_STUDY MATERIAL_:

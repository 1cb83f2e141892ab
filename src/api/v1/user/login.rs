use crate::{POOL, methods, model};
use bcrypt::verify;
use diesel::prelude::*;
use serde_derive::{Deserialize, Serialize};
use tokio::task::spawn_blocking;
use warp::http::StatusCode;
use warp::reply::with_status;
use warp::{Filter, Reply};

#[derive(Deserialize, Serialize, Clone)]
struct LoginData {
    email: String,
    password: String,
}

pub fn main() -> impl Filter<Extract = (impl warp::Reply,), Error = warp::Rejection> + Clone {
    warp::path("login")
        .and(warp::path::end())
        .and(warp::post())
        .and(warp::body::json())
        .and(warp::header::<String>("user-agent"))
        .and_then(async move |login_data: LoginData, user_agent: String| {
            let email_clone = login_data.email.clone();
            let mut pool = POOL.get().unwrap();
            let result = spawn_blocking(move || {
                use crate::schema::users::dsl::*;
                users
                    .filter(email.eq(&email_clone))
                    .get_result::<model::User>(&mut pool)
                    .optional()
            })
            .await
            .unwrap();
            // One reply for every failure mode; never reveal which part of
            // the credentials was wrong.
            let credentials_invalid = || {
                let error_msg = serde_json::json!({"error": "Credentials invalid"});
                Ok::<_, warp::Rejection>((with_status(
                    warp::reply::json(&error_msg),
                    StatusCode::UNAUTHORIZED,
                )
                .into_response(),))
            };
            let user = match result {
                Err(e) => {
                    return methods::standard_replies::internal_server_error_response(format!(
                        "user/login: lookup failed: {:?}",
                        e
                    ));
                }
                Ok(None) => return credentials_invalid(),
                Ok(Some(user)) => user,
            };
            if !verify(&login_data.password, &user.password).unwrap_or(false) {
                return credentials_invalid();
            }

            let new_access_token = methods::tokens::gen_token_object(&user.id, &user_agent).await;
            let mut pool = POOL.get().unwrap();
            let token_result = spawn_blocking(move || {
                use crate::schema::access_tokens::dsl::*;
                diesel::insert_into(access_tokens)
                    .values(&new_access_token)
                    .get_result::<model::AccessToken>(&mut pool)
            })
            .await
            .unwrap();
            match token_result {
                Err(e) => methods::standard_replies::internal_server_error_response(format!(
                    "user/login: token insert failed: {:?}",
                    e
                )),
                Ok(token_row) => {
                    let pub_token: model::PublishAccessToken = token_row.into();
                    let pub_user: model::PublishUser = user.into();
                    let msg = serde_json::json!({"user": &pub_user});
                    Ok::<_, warp::Rejection>((methods::tokens::wrap_json_reply_with_token(
                        pub_token,
                        with_status(warp::reply::json(&msg), StatusCode::OK),
                    ),))
                }
            }
        })
}
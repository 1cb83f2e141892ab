use gcloud_storage::client::google_cloud_auth::credentials::CredentialsFile;
use gcloud_storage::http::objects::delete::DeleteObjectRequest;
use gcloud_storage::http::objects::upload::{Media, UploadObjectRequest, UploadType};
use gcloud_storage::sign;
use gcloud_storage::sign::SignedURLOptions;
use std::borrow::Cow;
use std::path::Path;
use uuid;

const BUCKET: &str = "wheelio-store";
const CREDENTIALS_FILE: &str = "/app/cert/gcloud/wheelio-server-4f7a20c1e9b8.json";

async fn storage_client() -> gcloud_storage::client::Client {
    use gcloud_storage::client::{Client, ClientConfig};
    let config = ClientConfig::default()
        .with_credentials(
            CredentialsFile::new_from_file(String::from(CREDENTIALS_FILE))
                .await
                .unwrap(),
        )
        .await
        .unwrap();
    Client::new(config)
}

pub async fn get_signed_url(object_path: &str) -> String {
    let client = storage_client().await;
    let google_access_id = "wheelio-server@wheelio-server.iam.gserviceaccount.com".to_string();
    client
        .signed_url(
            BUCKET,
            object_path,
            Some(google_access_id),
            Some(sign::SignBy::SignBytes),
            SignedURLOptions::default(),
        )
        .await
        .unwrap()
}

pub async fn upload_file(object_path: String, file_name: String, data_clone: Vec<u8>) -> String {
    let path = Path::new(&file_name);
    let ext = path
        .extension()
        .unwrap_or("".as_ref())
        .to_str()
        .unwrap_or("")
        .to_uppercase();
    let content_type = match ext.as_str() {
        "PDF" => Some("application/pdf"),
        "JPG" => Some("image/jpeg"),
        "JPEG" => Some("image/jpeg"),
        "PNG" => Some("image/png"),
        _ => None,
    }
    .unwrap_or("application/octet-stream");
    let u = uuid::Uuid::new_v4().to_string().to_uppercase();
    let file_name_with_uuid = if ext.is_empty() { u } else { u + "." + ext.as_str() };
    let client = storage_client().await;
    let stored_file_abs_path = format!("{}{}", object_path, file_name_with_uuid);
    let upload_type = UploadType::Simple(Media {
        name: Cow::from(stored_file_abs_path.clone()),
        content_type: Cow::from(content_type),
        content_length: None,
    });
    let _ = client
        .upload_object(
            &UploadObjectRequest {
                bucket: BUCKET.to_string(),
                ..Default::default()
            },
            data_clone,
            &upload_type,
        )
        .await;
    stored_file_abs_path
}

pub async fn delete_object(stored_file_abs_path: String) {
    let client = storage_client().await;
    let _ = client
        .delete_object(&DeleteObjectRequest {
            bucket: BUCKET.to_string(),
            object: stored_file_abs_path,
            ..Default::default()
        })
        .await;
}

_TASK OBJECTIVE_: The word "verify" appears in some lines of the listing. Give the number of those lines, and only that.

_RESPONSE BELOW_: 2